HOW TO COMPLETE THIS TASK ->
Could you copy every line of the data that contains "already"?

━━━━━━━━━━━━━━━━

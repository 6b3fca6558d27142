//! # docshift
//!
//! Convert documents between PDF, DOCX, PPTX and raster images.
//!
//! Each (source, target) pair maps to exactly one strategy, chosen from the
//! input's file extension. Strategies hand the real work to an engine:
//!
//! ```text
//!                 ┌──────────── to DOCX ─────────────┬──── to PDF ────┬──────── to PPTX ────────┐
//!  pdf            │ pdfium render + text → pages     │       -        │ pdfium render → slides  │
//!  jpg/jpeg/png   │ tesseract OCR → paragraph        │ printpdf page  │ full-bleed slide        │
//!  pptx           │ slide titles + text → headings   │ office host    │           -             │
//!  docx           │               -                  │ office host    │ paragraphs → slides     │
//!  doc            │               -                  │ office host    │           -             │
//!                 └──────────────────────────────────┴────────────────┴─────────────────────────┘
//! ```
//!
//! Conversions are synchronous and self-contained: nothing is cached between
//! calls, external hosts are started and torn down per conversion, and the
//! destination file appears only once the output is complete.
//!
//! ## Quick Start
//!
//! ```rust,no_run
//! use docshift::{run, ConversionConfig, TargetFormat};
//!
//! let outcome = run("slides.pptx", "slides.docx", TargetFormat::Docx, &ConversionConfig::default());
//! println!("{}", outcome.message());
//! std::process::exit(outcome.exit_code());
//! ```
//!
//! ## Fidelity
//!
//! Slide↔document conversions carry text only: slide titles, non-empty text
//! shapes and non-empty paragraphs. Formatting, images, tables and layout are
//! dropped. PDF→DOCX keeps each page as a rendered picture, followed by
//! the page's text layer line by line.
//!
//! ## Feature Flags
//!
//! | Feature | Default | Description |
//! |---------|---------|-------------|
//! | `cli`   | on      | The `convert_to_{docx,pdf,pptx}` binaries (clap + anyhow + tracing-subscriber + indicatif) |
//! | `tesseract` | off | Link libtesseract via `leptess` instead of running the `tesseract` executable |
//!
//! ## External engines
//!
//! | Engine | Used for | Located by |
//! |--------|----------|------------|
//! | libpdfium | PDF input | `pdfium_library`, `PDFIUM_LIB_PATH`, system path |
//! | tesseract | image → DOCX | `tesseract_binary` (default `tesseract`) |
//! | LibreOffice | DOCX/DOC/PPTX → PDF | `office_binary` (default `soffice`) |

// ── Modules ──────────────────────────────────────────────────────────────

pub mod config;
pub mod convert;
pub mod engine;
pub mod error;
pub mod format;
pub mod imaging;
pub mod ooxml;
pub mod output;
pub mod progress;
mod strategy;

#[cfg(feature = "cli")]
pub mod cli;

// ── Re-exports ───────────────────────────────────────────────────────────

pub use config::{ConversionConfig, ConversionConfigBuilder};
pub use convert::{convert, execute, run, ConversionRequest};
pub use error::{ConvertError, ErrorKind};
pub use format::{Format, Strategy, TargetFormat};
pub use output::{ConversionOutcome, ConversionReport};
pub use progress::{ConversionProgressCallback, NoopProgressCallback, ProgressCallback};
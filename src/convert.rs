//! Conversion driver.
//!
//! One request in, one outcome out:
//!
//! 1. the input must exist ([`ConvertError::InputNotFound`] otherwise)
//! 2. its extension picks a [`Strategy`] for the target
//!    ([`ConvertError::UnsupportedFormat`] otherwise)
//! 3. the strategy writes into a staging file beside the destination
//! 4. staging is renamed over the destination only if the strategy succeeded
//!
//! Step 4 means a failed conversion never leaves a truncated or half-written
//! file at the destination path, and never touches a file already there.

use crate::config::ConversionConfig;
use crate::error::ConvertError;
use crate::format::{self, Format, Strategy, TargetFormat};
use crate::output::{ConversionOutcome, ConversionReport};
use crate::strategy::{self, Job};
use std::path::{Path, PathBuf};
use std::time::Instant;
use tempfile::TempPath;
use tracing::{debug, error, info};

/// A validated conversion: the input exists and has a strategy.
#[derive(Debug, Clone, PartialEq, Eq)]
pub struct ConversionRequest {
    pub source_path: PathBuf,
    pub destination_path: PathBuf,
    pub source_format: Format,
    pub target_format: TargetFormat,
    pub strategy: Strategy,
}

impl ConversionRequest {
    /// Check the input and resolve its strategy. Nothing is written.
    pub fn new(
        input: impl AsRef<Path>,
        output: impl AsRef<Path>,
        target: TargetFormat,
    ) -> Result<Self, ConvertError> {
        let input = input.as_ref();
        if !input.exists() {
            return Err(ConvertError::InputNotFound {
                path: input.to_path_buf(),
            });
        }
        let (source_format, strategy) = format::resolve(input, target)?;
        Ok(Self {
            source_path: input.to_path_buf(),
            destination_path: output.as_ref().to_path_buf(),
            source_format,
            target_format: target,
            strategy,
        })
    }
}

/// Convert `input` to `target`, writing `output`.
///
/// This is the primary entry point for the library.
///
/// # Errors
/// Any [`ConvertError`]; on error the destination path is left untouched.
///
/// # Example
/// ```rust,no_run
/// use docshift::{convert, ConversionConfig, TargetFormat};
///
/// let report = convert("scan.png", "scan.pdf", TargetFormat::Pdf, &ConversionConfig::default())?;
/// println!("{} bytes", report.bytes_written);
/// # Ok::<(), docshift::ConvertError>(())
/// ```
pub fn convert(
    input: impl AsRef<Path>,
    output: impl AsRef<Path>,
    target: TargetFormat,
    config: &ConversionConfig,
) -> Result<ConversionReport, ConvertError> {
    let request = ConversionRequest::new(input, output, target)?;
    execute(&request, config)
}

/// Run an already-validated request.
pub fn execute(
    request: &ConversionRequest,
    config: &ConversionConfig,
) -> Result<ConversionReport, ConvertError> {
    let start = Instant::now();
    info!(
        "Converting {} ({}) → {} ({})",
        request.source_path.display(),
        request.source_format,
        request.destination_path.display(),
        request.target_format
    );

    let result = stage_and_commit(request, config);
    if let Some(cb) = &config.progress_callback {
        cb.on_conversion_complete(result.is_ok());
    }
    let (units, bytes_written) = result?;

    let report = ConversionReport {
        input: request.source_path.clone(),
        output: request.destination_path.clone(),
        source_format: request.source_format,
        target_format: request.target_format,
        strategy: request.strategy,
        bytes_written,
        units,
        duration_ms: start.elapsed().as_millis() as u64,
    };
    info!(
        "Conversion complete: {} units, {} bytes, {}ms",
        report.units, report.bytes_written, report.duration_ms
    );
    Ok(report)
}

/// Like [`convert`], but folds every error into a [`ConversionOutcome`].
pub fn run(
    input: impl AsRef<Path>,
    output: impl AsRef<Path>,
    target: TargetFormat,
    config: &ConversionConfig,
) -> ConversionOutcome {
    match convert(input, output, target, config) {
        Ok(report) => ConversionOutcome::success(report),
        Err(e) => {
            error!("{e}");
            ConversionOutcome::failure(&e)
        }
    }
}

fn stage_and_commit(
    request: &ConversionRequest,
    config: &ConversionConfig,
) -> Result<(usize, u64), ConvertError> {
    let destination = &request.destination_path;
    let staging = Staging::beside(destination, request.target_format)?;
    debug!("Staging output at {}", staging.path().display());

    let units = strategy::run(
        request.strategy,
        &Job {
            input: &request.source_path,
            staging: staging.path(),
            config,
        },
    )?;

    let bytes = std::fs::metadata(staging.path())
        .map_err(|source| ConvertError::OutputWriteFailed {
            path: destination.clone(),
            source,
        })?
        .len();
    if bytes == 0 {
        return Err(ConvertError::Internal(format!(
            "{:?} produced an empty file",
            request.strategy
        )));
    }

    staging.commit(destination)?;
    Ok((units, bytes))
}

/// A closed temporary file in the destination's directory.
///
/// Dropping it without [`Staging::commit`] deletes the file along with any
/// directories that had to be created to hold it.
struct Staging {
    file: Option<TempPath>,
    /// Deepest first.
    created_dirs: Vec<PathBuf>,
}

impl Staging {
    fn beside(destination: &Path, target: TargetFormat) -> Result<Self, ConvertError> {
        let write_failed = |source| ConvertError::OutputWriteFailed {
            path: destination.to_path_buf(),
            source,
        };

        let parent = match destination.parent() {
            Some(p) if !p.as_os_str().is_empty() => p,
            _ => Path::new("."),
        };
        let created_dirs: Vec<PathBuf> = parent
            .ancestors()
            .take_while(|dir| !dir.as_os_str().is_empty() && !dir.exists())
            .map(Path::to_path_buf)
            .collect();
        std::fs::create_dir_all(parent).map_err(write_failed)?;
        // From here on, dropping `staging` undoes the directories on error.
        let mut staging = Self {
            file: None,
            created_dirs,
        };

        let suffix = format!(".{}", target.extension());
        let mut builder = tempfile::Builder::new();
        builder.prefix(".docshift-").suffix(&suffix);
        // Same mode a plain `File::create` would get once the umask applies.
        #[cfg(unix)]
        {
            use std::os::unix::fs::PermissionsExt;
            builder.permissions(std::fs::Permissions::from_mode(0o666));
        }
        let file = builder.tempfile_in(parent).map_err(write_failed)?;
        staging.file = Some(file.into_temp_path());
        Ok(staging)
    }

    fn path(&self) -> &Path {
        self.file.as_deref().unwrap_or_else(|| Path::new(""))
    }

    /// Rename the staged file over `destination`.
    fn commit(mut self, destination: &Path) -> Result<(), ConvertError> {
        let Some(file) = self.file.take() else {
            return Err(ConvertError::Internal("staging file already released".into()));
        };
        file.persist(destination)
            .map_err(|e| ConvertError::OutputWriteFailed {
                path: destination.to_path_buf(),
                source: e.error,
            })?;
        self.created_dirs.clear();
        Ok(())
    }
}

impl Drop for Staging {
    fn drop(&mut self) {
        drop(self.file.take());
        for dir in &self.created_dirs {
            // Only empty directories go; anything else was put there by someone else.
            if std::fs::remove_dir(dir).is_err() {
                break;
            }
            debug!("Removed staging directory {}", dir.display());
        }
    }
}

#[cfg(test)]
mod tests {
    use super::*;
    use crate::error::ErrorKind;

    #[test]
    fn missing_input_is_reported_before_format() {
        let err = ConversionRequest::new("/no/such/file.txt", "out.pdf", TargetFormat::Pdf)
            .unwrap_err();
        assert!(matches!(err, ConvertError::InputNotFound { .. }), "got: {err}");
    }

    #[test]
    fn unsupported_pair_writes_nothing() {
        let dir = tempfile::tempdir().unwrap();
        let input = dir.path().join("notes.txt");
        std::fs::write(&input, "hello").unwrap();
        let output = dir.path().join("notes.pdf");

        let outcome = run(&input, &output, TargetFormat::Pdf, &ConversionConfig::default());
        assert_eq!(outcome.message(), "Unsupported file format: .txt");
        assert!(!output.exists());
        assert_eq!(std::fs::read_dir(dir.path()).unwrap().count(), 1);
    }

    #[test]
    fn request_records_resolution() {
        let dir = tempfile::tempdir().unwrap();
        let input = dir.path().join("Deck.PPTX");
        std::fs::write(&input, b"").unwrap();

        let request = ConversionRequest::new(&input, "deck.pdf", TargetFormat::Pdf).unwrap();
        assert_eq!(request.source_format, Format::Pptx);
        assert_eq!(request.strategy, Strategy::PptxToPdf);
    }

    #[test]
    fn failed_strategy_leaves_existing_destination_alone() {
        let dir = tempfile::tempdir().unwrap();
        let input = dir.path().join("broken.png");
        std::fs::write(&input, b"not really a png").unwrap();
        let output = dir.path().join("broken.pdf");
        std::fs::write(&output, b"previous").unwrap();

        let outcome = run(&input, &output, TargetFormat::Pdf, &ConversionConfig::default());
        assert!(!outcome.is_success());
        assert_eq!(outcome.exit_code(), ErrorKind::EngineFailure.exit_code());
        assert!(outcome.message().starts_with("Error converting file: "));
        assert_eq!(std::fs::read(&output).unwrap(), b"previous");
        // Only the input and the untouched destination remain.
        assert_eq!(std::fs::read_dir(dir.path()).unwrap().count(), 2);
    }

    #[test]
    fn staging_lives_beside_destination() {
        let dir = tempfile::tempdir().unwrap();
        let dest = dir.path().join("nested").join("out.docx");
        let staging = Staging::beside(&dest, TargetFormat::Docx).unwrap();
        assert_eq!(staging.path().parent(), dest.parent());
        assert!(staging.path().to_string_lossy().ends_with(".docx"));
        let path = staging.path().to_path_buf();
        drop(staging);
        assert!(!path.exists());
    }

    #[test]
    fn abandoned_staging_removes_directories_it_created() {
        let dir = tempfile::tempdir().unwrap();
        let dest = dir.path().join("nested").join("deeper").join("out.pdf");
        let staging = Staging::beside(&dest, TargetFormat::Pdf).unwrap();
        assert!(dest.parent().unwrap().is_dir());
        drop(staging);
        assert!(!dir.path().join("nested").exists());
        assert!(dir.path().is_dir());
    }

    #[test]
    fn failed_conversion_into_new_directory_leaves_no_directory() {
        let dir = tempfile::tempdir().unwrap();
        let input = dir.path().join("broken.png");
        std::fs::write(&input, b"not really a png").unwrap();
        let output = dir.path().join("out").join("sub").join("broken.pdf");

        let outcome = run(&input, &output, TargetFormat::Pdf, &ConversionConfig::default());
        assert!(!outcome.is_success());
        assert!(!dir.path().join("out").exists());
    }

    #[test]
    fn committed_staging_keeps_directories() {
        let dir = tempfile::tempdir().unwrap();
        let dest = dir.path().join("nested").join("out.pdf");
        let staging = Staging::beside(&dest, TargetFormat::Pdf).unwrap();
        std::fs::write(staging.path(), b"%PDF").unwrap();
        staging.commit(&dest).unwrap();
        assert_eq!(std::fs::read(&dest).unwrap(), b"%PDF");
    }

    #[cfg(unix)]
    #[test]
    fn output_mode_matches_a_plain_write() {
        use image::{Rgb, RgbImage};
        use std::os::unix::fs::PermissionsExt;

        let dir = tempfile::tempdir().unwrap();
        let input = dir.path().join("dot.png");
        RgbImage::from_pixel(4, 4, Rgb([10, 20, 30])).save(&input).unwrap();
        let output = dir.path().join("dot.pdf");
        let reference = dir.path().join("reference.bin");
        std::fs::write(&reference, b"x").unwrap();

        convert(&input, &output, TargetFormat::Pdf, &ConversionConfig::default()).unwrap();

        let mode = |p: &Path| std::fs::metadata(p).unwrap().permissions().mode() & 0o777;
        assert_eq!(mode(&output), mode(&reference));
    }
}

━━━━━━━━━━━━━━━━

FINISHED TASK ->
//! file at the destination path, and never touches a file already there.
/// Run an already-validated request.
            return Err(ConvertError::Internal("staging file already released".into()));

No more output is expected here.